If the interface of the object speaks in the language of the specification rather than the language of the implementation, we can swap out the implementation within the method more easily.
Application could be an imperitive shell around a functional, well-tested core objects, allowing us to really focus integration tests on integration, not on ensuring that the details are also correct. Basically, the application, to the extent it can be, should be composed of well tested context-independent components.
When we find bugs, we'd add failing tests, fix that particular bug, and all tests would continue to work. We'd be building a stronger application over time.
Stronger connection to original requirements, particularly if the public interface matches the language of the specification.
The requirements of the specification are captured both in the tests and in the language of the implementation, which makes the requirements self-documenting. Without this, the requirements are in the developer's head while creating the initial implementation, but are lost after-the-fact, making maintenance work much more likely to cause behavioral regressions against the original intended functionality.

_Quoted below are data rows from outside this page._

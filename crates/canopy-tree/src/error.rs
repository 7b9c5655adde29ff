use std::path::PathBuf;

/// Errors from tree building, prediction, and ensemble operations.
#[derive(Debug, thiserror::Error)]
pub enum TreeError {
    /// Returned when n_trees is zero.
    #[error("n_trees must be at least 1, got {n_trees}")]
    InvalidTreeCount {
        /// The invalid n_trees value provided.
        n_trees: usize,
    },

    /// Returned when max_depth is zero.
    #[error("max_depth must be at least 1, got {max_depth}")]
    InvalidMaxDepth {
        /// The invalid max_depth value provided.
        max_depth: usize,
    },

    /// Returned when min_observations is zero.
    #[error("min_observations must be at least 1, got {min_observations}")]
    InvalidMinObservations {
        /// The invalid min_observations value provided.
        min_observations: usize,
    },

    /// Returned when gini_threshold is outside [0.0, 0.5].
    #[error("gini_threshold must be in [0.0, 0.5], got {gini_threshold}")]
    InvalidGiniThreshold {
        /// The invalid gini_threshold value provided.
        gini_threshold: f64,
    },

    /// Returned when the threshold grid would have zero candidates.
    #[error("n_candidates must be at least 1, got {n_candidates}")]
    InvalidCandidateCount {
        /// The invalid n_candidates value provided.
        n_candidates: usize,
    },

    /// Returned when the held-out fraction is not a finite value strictly between 0 and 1.
    #[error("test_fraction must be in (0.0, 1.0), got {test_fraction}")]
    InvalidTestFraction {
        /// The invalid test_fraction value provided.
        test_fraction: f64,
    },

    /// Returned when the per-node feature count resolves to 0 or exceeds n_features.
    #[error("max_features resolved to {max_features}, but must be in [1, {n_features}]")]
    InvalidMaxFeatures {
        /// The resolved max_features value.
        max_features: usize,
        /// The number of features in the dataset.
        n_features: usize,
    },

    /// Returned when the dataset has zero observations.
    #[error("dataset has zero observations")]
    EmptyDataset,

    /// Returned when the dataset has zero feature columns.
    #[error("dataset has zero feature columns")]
    ZeroFeatures,

    /// Returned when a feature name is empty or declared twice.
    #[error("feature name \"{name}\" is empty or duplicated")]
    DuplicateFeatureName {
        /// The offending feature name.
        name: String,
    },

    /// Returned when a row has a different number of values than the schema.
    #[error("row {row} has {got} features, expected {expected}")]
    FeatureCountMismatch {
        /// The expected number of features.
        expected: usize,
        /// The actual number of values in the row.
        got: usize,
        /// The zero-based index of the offending row.
        row: usize,
    },

    /// Returned when the label vector and the feature rows differ in length.
    #[error("got {labels} labels for {rows} rows")]
    LabelCountMismatch {
        /// Number of feature rows (or values).
        rows: usize,
        /// Number of labels.
        labels: usize,
    },

    /// Returned when a feature value is NaN or infinite.
    #[error("non-finite value at row {row}, feature {feature}")]
    NonFiniteValue {
        /// The zero-based row index.
        row: usize,
        /// The zero-based feature column index.
        feature: usize,
    },

    /// Returned when a label is not 0 or 1.
    #[error("label at row {row} is {value}, expected 0 or 1")]
    InvalidLabel {
        /// The zero-based row index.
        row: usize,
        /// The offending label value.
        value: f64,
    },

    /// Returned when no candidate split yields a defined impurity.
    #[error("no feature yields a defined split impurity over {n_observations} observations")]
    DegenerateSplit {
        /// Number of observations in the partition that could not be split.
        n_observations: usize,
    },

    /// Returned when a candidate threshold leaves one side empty.
    #[error("threshold {threshold} leaves an empty partition")]
    EmptyPartition {
        /// The candidate threshold.
        threshold: f64,
    },

    /// Returned when an ensemble replicate could not be built or evaluated.
    #[error("replicate {replicate} failed: {reason}")]
    ReplicateFailure {
        /// Zero-based replicate index.
        replicate: usize,
        /// Human-readable description of the underlying failure.
        reason: String,
    },

    /// Returned when predicting with a tree that holds no branches.
    #[error("branch table is empty")]
    EmptyTree,

    /// Returned when a prediction input has the wrong number of features.
    #[error("prediction input has {got} features, expected {expected}")]
    PredictionFeatureMismatch {
        /// The expected number of features.
        expected: usize,
        /// The actual number of features in the prediction input.
        got: usize,
    },

    /// Returned when a row received no contribution from any replicate.
    #[error("row {row} has no defined prediction (every replicate failed)")]
    UndefinedPrediction {
        /// The zero-based row index.
        row: usize,
    },

    /// Returned when model serialization fails.
    #[error("failed to serialize model")]
    SerializeModel {
        /// The underlying bincode error.
        source: Box<bincode::ErrorKind>,
    },

    /// Returned when model deserialization fails.
    #[error("failed to deserialize model from {path}")]
    DeserializeModel {
        /// Path to the model file that could not be deserialized.
        path: PathBuf,
        /// The underlying bincode error.
        source: Box<bincode::ErrorKind>,
    },

    /// Returned when writing the model file fails.
    #[error("failed to write model to {path}")]
    WriteModel {
        /// Path to the file that could not be written.
        path: PathBuf,
        /// The underlying I/O error.
        source: std::io::Error,
    },

    /// Returned when reading the model file fails.
    #[error("failed to read model from {path}")]
    ReadModel {
        /// Path to the file that could not be read.
        path: PathBuf,
        /// The underlying I/O error.
        source: std::io::Error,
    },

    /// Returned when loading a model with an incompatible format version.
    #[error("incompatible model version in {path}: expected {expected}, found {found}")]
    IncompatibleModelVersion {
        /// The model format version this build expects.
        expected: u32,
        /// The model format version found in the file.
        found: u32,
        /// Path to the model file with the incompatible version.
        path: PathBuf,
    },

    /// Returned when a model file holds a different kind of model than requested.
    #[error("model in {path} is a {found}, expected a {expected}")]
    WrongModelKind {
        /// The kind of model requested.
        expected: &'static str,
        /// The kind of model found in the file.
        found: String,
        /// Path to the model file.
        path: PathBuf,
    },
}
//! Binary classification trees: grow, ensemble, evaluate, persist.
//!
//! Provides a Gini decision tree whose splits are found on an evenly spaced
//! threshold grid, stored as a flat table of branches keyed by their path
//! from the root, plus bagging and random-forest ensembles trained in
//! parallel via rayon.

mod branch;
mod config;
mod confusion;
mod dataset;
mod ensemble;
mod error;
mod impurity;
mod predict;
mod serialize;
mod split;
pub mod synthetic;
mod tree;

pub use branch::{Branch, BranchId, Direction, FeatureIndex, Impurity};
pub use config::{EnsembleConfig, MaxFeatures};
pub use confusion::{ClassMetrics, ConfusionMatrix, DEFAULT_CUTOFF, accuracy};
pub use dataset::Dataset;
pub use ensemble::{Ensemble, EnsemblePrediction, Replicate, bag, random_forest};
pub use error::TreeError;
pub use impurity::{gini, gini_of_labels, mean_label, weighted_gini};
pub use serialize::SavedModel;
pub use split::{
    BestSplit, DEFAULT_N_CANDIDATES, FeatureSplit, best_feature_and_split,
    optimal_split_for_feature, threshold_grid,
};
pub use tree::{BranchTable, StopReason, TreeConfig};
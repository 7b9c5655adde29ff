//! Gini impurity for binary label distributions.

use crate::branch::Impurity;

/// Gini impurity of a binary distribution with positive-class share `p`: `2p(1 - p)`.
///
/// Ranges over [0.0, 0.5], reaching 0.5 at `p = 0.5` and zero at `p ∈ {0, 1}`.
#[must_use]
pub fn gini(p: f64) -> f64 {
    2.0 * p * (1.0 - p)
}

/// Mean of `labels`, skipping NaN entries.
///
/// Returns `None` when no non-NaN label remains.
#[must_use]
pub fn mean_label(labels: &[f64]) -> Option<f64> {
    let (sum, count) = labels
        .iter()
        .filter(|l| !l.is_nan())
        .fold((0.0, 0usize), |(s, n), &l| (s + l, n + 1));
    if count == 0 {
        None
    } else {
        Some(sum / count as f64)
    }
}

/// Gini impurity of a label sequence.
///
/// Returns `None` when the sequence is empty after removing NaN entries.
#[must_use]
pub fn gini_of_labels(labels: &[f64]) -> Option<Impurity> {
    mean_label(labels).map(|p| Impurity::new(gini(p)))
}

/// Size-weighted impurity of a two-way split.
///
/// An absent side (`None`, as opposed to an empty slice) is ignored and the
/// impurity of the other side is returned alone. When both sides are present
/// the result is undefined if either side has no usable labels.
#[must_use]
pub fn weighted_gini(left: Option<&[f64]>, right: Option<&[f64]>) -> Option<Impurity> {
    match (left, right) {
        (None, None) => None,
        (Some(side), None) | (None, Some(side)) => gini_of_labels(side),
        (Some(l), Some(r)) => {
            let gl = gini_of_labels(l)?;
            let gr = gini_of_labels(r)?;
            let nl = l.len() as f64;
            let nr = r.len() as f64;
            Some(Impurity::new((nl * gl.value() + nr * gr.value()) / (nl + nr)))
        }
    }
}
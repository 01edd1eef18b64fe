use crate::domain::DomainError;
use crate::infrastructure::config::AppConfig;
use anyhow::Context;
use sqlx::postgres::{PgDatabaseError, PgPoolOptions};
use sqlx::PgPool;
use std::time::Duration;
use tracing::error;

/// Builds the connection pool and applies pending migrations.
pub async fn connect_pool(config: &AppConfig) -> anyhow::Result<PgPool> {
    let pool = PgPoolOptions::new()
        .max_connections(config.database_pool_size)
        .acquire_timeout(Duration::from_secs(config.database_acquire_timeout_secs))
        .connect(&config.database_url)
        .await
        .context("failed to connect to Postgres")?;

    sqlx::migrate!("./migrations")
        .run(&pool)
        .await
        .context("failed to run database migrations")?;

    Ok(pool)
}

/// True when `err` is a Postgres unique violation (23505) on the named
/// constraint or unique index.
pub(crate) fn is_unique_violation(err: &sqlx::Error, constraint: &str) -> bool {
    if let sqlx::Error::Database(db_err) = err {
        if let Some(pg_err) = db_err.try_downcast_ref::<PgDatabaseError>() {
            return pg_err.code() == "23505" && pg_err.constraint() == Some(constraint);
        }
    }
    false
}

/// Anything the repositories did not map to a domain kind is logged here
/// and surfaced as `Unexpected` with no internal detail attached.
pub(crate) fn map_sqlx_error(err: sqlx::Error) -> DomainError {
    error!("database error: {}", err);
    DomainError::unexpected(err)
}
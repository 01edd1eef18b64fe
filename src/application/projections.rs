//! Pure mappings from persisted entities to the representations exposed
//! at the API boundary. Internal ids and credential material stay out of
//! the views; no invariant is enforced here.

use crate::domain::{Account, AccountType, Address, Transaction, TransactionType, User};
use chrono::{DateTime, Utc};
use rust_decimal::Decimal;
use serde::{Deserialize, Serialize};
use uuid::Uuid;

#[derive(Debug, Clone, Serialize, Deserialize, PartialEq)]
#[serde(rename_all = "camelCase")]
pub struct AccountView {
    pub account_number: String,
    pub sort_code: String,
    pub name: String,
    pub account_type: AccountType,
    pub balance: Decimal,
    pub currency: String,
    pub created_timestamp: DateTime<Utc>,
    pub updated_timestamp: DateTime<Utc>,
}

impl From<&Account> for AccountView {
    fn from(account: &Account) -> Self {
        AccountView {
            account_number: account.account_number.clone(),
            sort_code: account.sort_code.clone(),
            name: account.name.clone(),
            account_type: account.account_type,
            balance: account.balance,
            currency: account.currency.clone(),
            created_timestamp: account.created_at,
            updated_timestamp: account.updated_at,
        }
    }
}

#[derive(Debug, Clone, Serialize, Deserialize, PartialEq)]
#[serde(rename_all = "camelCase")]
pub struct TransactionView {
    pub id: i64,
    pub amount: Decimal,
    pub currency: String,
    #[serde(rename = "type")]
    pub transaction_type: TransactionType,
    pub reference: Option<String>,
    pub user_id: Uuid,
    pub created_timestamp: DateTime<Utc>,
}

impl TransactionView {
    pub fn from_entity(transaction: &Transaction, user_id: Uuid) -> Self {
        TransactionView {
            id: transaction.id,
            amount: transaction.amount,
            currency: transaction.currency.clone(),
            transaction_type: transaction.transaction_type,
            reference: transaction.reference.clone(),
            user_id,
            created_timestamp: transaction.created_at,
        }
    }
}

#[derive(Debug, Clone, Serialize, Deserialize, PartialEq)]
#[serde(rename_all = "camelCase")]
pub struct UserView {
    pub id: Uuid,
    pub email: String,
    pub name: String,
    pub address: Address,
    pub phone_number: String,
    pub created_timestamp: DateTime<Utc>,
    pub updated_timestamp: DateTime<Utc>,
}

impl From<&User> for UserView {
    fn from(user: &User) -> Self {
        UserView {
            id: user.id,
            email: user.email.clone(),
            name: user.name.clone(),
            address: user.address.clone(),
            phone_number: user.phone_number.clone(),
            created_timestamp: user.created_at,
            updated_timestamp: user.updated_at,
        }
    }
}

#[cfg(test)]
mod tests {
    use super::*;
    use crate::domain::SORT_CODE;

    #[test]
    fn account_view_carries_no_internal_ids() {
        let account = Account::open(
            "00012345".to_string(),
            "Checking".to_string(),
            AccountType::Personal,
            Uuid::new_v4(),
        );
        let view = AccountView::from(&account);
        assert_eq!(view.account_number, "00012345");
        assert_eq!(view.sort_code, SORT_CODE);

        let json = serde_json::to_value(&view).unwrap();
        assert!(json.get("id").is_none());
        assert!(json.get("ownerId").is_none());
        assert_eq!(json["accountType"], "PERSONAL");
    }

    #[test]
    fn transaction_view_serializes_type_field() {
        let transaction = Transaction {
            id: 7,
            account_id: Uuid::new_v4(),
            amount: rust_decimal_macros::dec!(10.50),
            currency: "GBP".to_string(),
            transaction_type: TransactionType::Deposit,
            reference: Some("rent".to_string()),
            created_at: Utc::now(),
        };
        let user_id = Uuid::new_v4();
        let view = TransactionView::from_entity(&transaction, user_id);

        let json = serde_json::to_value(&view).unwrap();
        assert_eq!(json["type"], "DEPOSIT");
        assert_eq!(json["userId"], user_id.to_string());
        assert_eq!(json["reference"], "rent");
    }

    #[test]
    fn user_view_omits_credentials() {
        let user = User::new(
            "alice@example.com".to_string(),
            "$argon2id$opaque".to_string(),
            "Alice".to_string(),
            Address::default(),
            "07700900000".to_string(),
        );
        let json = serde_json::to_value(UserView::from(&user)).unwrap();
        assert!(json.get("passwordHash").is_none());
        assert!(json.get("password").is_none());
        assert_eq!(json["email"], "alice@example.com");
    }
}
use crate::application::account_number::AccountNumberAllocator;
use crate::application::ownership::require_owner;
use crate::domain::{require_account_number, Account, AccountType, DomainError, Principal};
use crate::infrastructure::repository::AccountRepositoryTrait;
use std::sync::Arc;
use tracing::{info, warn};

/// How many times a create races the uniqueness constraint before the
/// operation is reported as exhausted.
const MAX_CREATE_ATTEMPTS: usize = 3;

/// Account lifecycle: open, fetch, rename/retype, soft-delete. Every
/// operation takes the resolved principal explicitly; ownership is
/// checked before any read or mutation of an existing account.
#[derive(Clone)]
pub struct AccountService {
    accounts: Arc<dyn AccountRepositoryTrait>,
    allocator: AccountNumberAllocator,
}

impl AccountService {
    pub fn new(accounts: Arc<dyn AccountRepositoryTrait>) -> Self {
        let allocator = AccountNumberAllocator::new(accounts.clone());
        Self {
            accounts,
            allocator,
        }
    }

    /// Opens a new account for the principal: fresh unique number, zero
    /// balance, GBP. A duplicate number raced past the allocator's probe
    /// is retried with a new number.
    pub async fn create_account(
        &self,
        principal: &Principal,
        name: String,
        account_type: AccountType,
    ) -> Result<Account, DomainError> {
        if name.trim().is_empty() {
            return Err(DomainError::InvalidArgument(
                "Account name cannot be empty.".to_string(),
            ));
        }

        for _ in 0..MAX_CREATE_ATTEMPTS {
            let account_number = self.allocator.allocate().await?;
            let account = Account::open(
                account_number,
                name.clone(),
                account_type,
                principal.user_id,
            );
            match self.accounts.insert(&account).await {
                Ok(()) => {
                    info!(
                        "Account {} created successfully for user {}",
                        account.account_number, principal.user_id
                    );
                    return Ok(account);
                }
                Err(DomainError::Conflict(_)) => {
                    // Lost the race on the uniqueness constraint; sample again.
                    warn!(
                        "Account number {} raced by a concurrent create, retrying",
                        account.account_number
                    );
                    continue;
                }
                Err(e) => return Err(e),
            }
        }
        Err(DomainError::AllocationExhausted)
    }

    pub async fn get_account(
        &self,
        principal: &Principal,
        account_number: &str,
    ) -> Result<Account, DomainError> {
        let account = self.find_owned(principal, account_number).await?;
        Ok(account)
    }

    /// All non-deleted accounts owned by the principal, in creation order.
    pub async fn list_accounts(&self, principal: &Principal) -> Result<Vec<Account>, DomainError> {
        let accounts = self.accounts.find_active_by_owner(principal.user_id).await?;
        info!(
            "Found {} accounts for user {}",
            accounts.len(),
            principal.user_id
        );
        Ok(accounts)
    }

    /// Partial update: only supplied fields change. A blank or
    /// whitespace-only name is silently skipped rather than rejected.
    pub async fn update_account(
        &self,
        principal: &Principal,
        account_number: &str,
        name: Option<String>,
        account_type: Option<AccountType>,
    ) -> Result<Account, DomainError> {
        let mut account = self.find_owned(principal, account_number).await?;

        if let Some(name) = name {
            if !name.trim().is_empty() {
                account.name = name;
            }
        }
        if let Some(account_type) = account_type {
            account.account_type = account_type;
        }

        let updated = self.accounts.update_details(&account).await?;
        info!("Account {} updated successfully", updated.account_number);
        Ok(updated)
    }

    /// Soft delete. Only permitted at zero balance; history stays on disk
    /// but the account disappears from every subsequent lookup.
    pub async fn delete_account(
        &self,
        principal: &Principal,
        account_number: &str,
    ) -> Result<(), DomainError> {
        let account = self.find_owned(principal, account_number).await?;

        if !account.has_zero_balance() {
            return Err(DomainError::NonZeroBalance);
        }

        self.accounts.mark_deleted(account.id).await?;
        info!("Account {} deleted successfully", account_number);
        Ok(())
    }

    /// Shared lookup path: validates the number, resolves the active
    /// account, then enforces ownership. A missing account is `NotFound`
    /// before ownership is ever considered.
    async fn find_owned(
        &self,
        principal: &Principal,
        account_number: &str,
    ) -> Result<Account, DomainError> {
        require_account_number(account_number)?;
        let account = self
            .accounts
            .find_active_by_number(account_number)
            .await?
            .ok_or_else(|| DomainError::NotFound("Bank account was not found.".to_string()))?;
        require_owner(principal, account.owner_id, "bank account details")?;
        Ok(account)
    }
}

If we ever want to move to some kind of language abstraction framework (like J2obc) then having POXOs would be a big benefit.
This allows us to accrete complexity much more easily. Things that worked will continue to work and additional functionality has an obvious place to go.
Is ViewModel the right name? I took it from MVVM (Model View ViewModel).
""" MVVM facilitates a clear separation of the development of the graphical user interface (either as markup language or GUI code) from the development of the business logic or back end logic known as the model (also known as the data model to distinguish it from the view model). """
""" The view model of MVVM is a value converter[4] meaning that the view model is responsible for exposing the data objects from the model in such a way that those objects are easily managed and consumed """
I'm not sure how this is different from a "presenter", but I like the term ViewModel, because, at least the way I think about it, it implies that the model might change over time (unlike the presenters that gather up the data and then present it to the view.
On way to solve for this problem:
At 3:15 "If you're iterating on your data transformations and you have some actions that cause those transformations, like you click a button and something happens, you need to redo these steps every time you change a function, because you have to make sure they work correctly."
is to have hot reloading, but that's only helpful for the cases you can see easily by hand. For handling more complexity, you need something that retries all the view logic.
At 16:45 (not a direct quote), in physics, when you think about a block on an inclined plane and you measure the friction, you're not thinking about the wind, the quantum effects, etc... you're working at a higher level model.
In this case, the higher-level model is not taking platform or specific technologies into consideration, and focusing on the desired state of the view (not how you'll get there)